Los chicos de la Nickel (Random House, 2020) es la novela con la que Colson Whitehead consiguió su segundo Premio Pulitzer. El libro ha sido considerado como uno de los mejores de 2020.

Santiago Díaz Benavides
20 de enero de 2021 - 02:00 a. m.
Colson Whitehead, autor de “El ferrocarril subterráneo” y “Los chicos de la Nickel”.

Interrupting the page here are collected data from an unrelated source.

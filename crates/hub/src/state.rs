//! Hub-Zustand – geteilte Services des Praesenz-Hubs
//!
//! Haelt Register, Kanal-Verzeichnis, Nachrichten-Log, Signal-Relay und
//! Broadcaster als geteilte Referenzen, die sicher zwischen tokio-Tasks
//! geteilt werden koennen.

use plausch_core::error::Result;
use plausch_core::types::ChannelId;
use plausch_protocol::events::ChannelKind;
use std::sync::Arc;
use std::time::Instant;

use crate::broadcast::EventBroadcaster;
use crate::directory::ChannelDirectory;
use crate::history::{MessageLog, STANDARD_KAPAZITAET};
use crate::registry::SessionRegistry;
use crate::relay::SignalRelay;

// ---------------------------------------------------------------------------
// HubConfig
// ---------------------------------------------------------------------------

/// Konfiguration fuer den Hub
#[derive(Debug, Clone)]
pub struct HubConfig {
    /// Anzeigename des Hubs
    pub hub_name: String,
    /// Begruessung fuer die Status-API
    pub willkommensnachricht: Option<String>,
    /// Maximale Anzahl gleichzeitiger Sitzungen
    pub max_sitzungen: u32,
    /// Name des beim Start angelegten Text-Kanals; leer schaltet ihn ab
    pub standard_kanal: String,
    /// Ringpuffer-Kapazitaet des Nachrichten-Logs pro Kanal
    pub verlauf_kapazitaet: usize,
    /// Keepalive-Intervall in Sekunden
    pub keepalive_sek: u64,
    /// Timeout fuer stille Verbindungen in Sekunden
    pub verbindungs_timeout_sek: u64,
}

impl Default for HubConfig {
    fn default() -> Self {
        Self {
            hub_name: "Plausch Hub".to_string(),
            willkommensnachricht: None,
            max_sitzungen: 512,
            standard_kanal: "general".to_string(),
            verlauf_kapazitaet: STANDARD_KAPAZITAET,
            keepalive_sek: 30,
            verbindungs_timeout_sek: 90,
        }
    }
}

// ---------------------------------------------------------------------------
// HubState
// ---------------------------------------------------------------------------

/// Gemeinsamer Hub-Zustand (thread-safe, Arc-geteilt)
///
/// Clone der enthaltenen Services gibt eine Referenz auf denselben
/// inneren Zustand.
pub struct HubState {
    /// Hub-Konfiguration
    pub config: Arc<HubConfig>,
    /// Session-Register (wer ist online)
    pub register: SessionRegistry,
    /// Kanal-Verzeichnis (Kanaele und Mitgliedschaften)
    pub verzeichnis: ChannelDirectory,
    /// Nachrichten-Log (Ringpuffer pro Kanal)
    pub nachrichten: MessageLog,
    /// Signal-Relay (WebRTC-Weiterleitung)
    pub relay: SignalRelay,
    /// Event-Broadcaster (Fan-Out an Clients)
    pub broadcaster: EventBroadcaster,
    /// Beim Start angelegter Text-Kanal, in den neue Sitzungen gesetzt werden
    pub standard_kanal: Option<ChannelId>,
    /// Startzeitpunkt (fuer Uptime-Berechnung)
    pub start_zeit: Instant,
}

impl HubState {
    /// Erstellt den Hub-Zustand und legt den Standard-Kanal an
    pub fn neu(config: HubConfig) -> Result<Arc<Self>> {
        let register = SessionRegistry::neu();
        let verzeichnis = ChannelDirectory::neu(register.clone());
        let nachrichten = MessageLog::mit_kapazitaet(
            register.clone(),
            verzeichnis.clone(),
            config.verlauf_kapazitaet,
        );

        // Der Standard-Kanal startet ohne Mitglieder
        let standard_kanal = if config.standard_kanal.trim().is_empty() {
            tracing::warn!("Kein Standard-Kanal konfiguriert");
            None
        } else {
            let kanal_id = verzeichnis.vorab_anlegen(&config.standard_kanal, ChannelKind::Text)?;
            tracing::info!(kanal = %kanal_id, name = %config.standard_kanal, "Standard-Kanal angelegt");
            Some(kanal_id)
        };

        Ok(Arc::new(Self {
            relay: SignalRelay::neu(register.clone()),
            broadcaster: EventBroadcaster::neu(),
            config: Arc::new(config),
            register,
            verzeichnis,
            nachrichten,
            standard_kanal,
            start_zeit: Instant::now(),
        }))
    }

    /// Gibt die Uptime in Sekunden zurueck
    pub fn uptime_sek(&self) -> u64 {
        self.start_zeit.elapsed().as_secs()
    }
}

// ---------------------------------------------------------------------------
// Tests
// ---------------------------------------------------------------------------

Colson Whitehead, autor de “El ferrocarril subterráneo” y “Los chicos de la Nickel”.
Foto: Getty Images

La vida de Elwood Curtis es una de esas que merecerían tener la opción de reiniciarse. Ojalá a alguien se le ocurriera inventar un botón de reinicio para echar atrás hasta un punto preciso de la historia y evitar que ciertas cosas sucedan como luego suceden. Ojalá alguien tenga la ocurrencia de escribir un libro sobre aquellos personajes de la literatura con los que nos conectamos de inicio a fin hasta el punto de lamentar su destino y disfrutar con ellos, también, los caminos sobre los que andan. Ojalá, nada más para poder sentir de nuevo los momentos intensos junto a ellos y volver a vivir sus vidas, mientras intentamos vivir la nuestra.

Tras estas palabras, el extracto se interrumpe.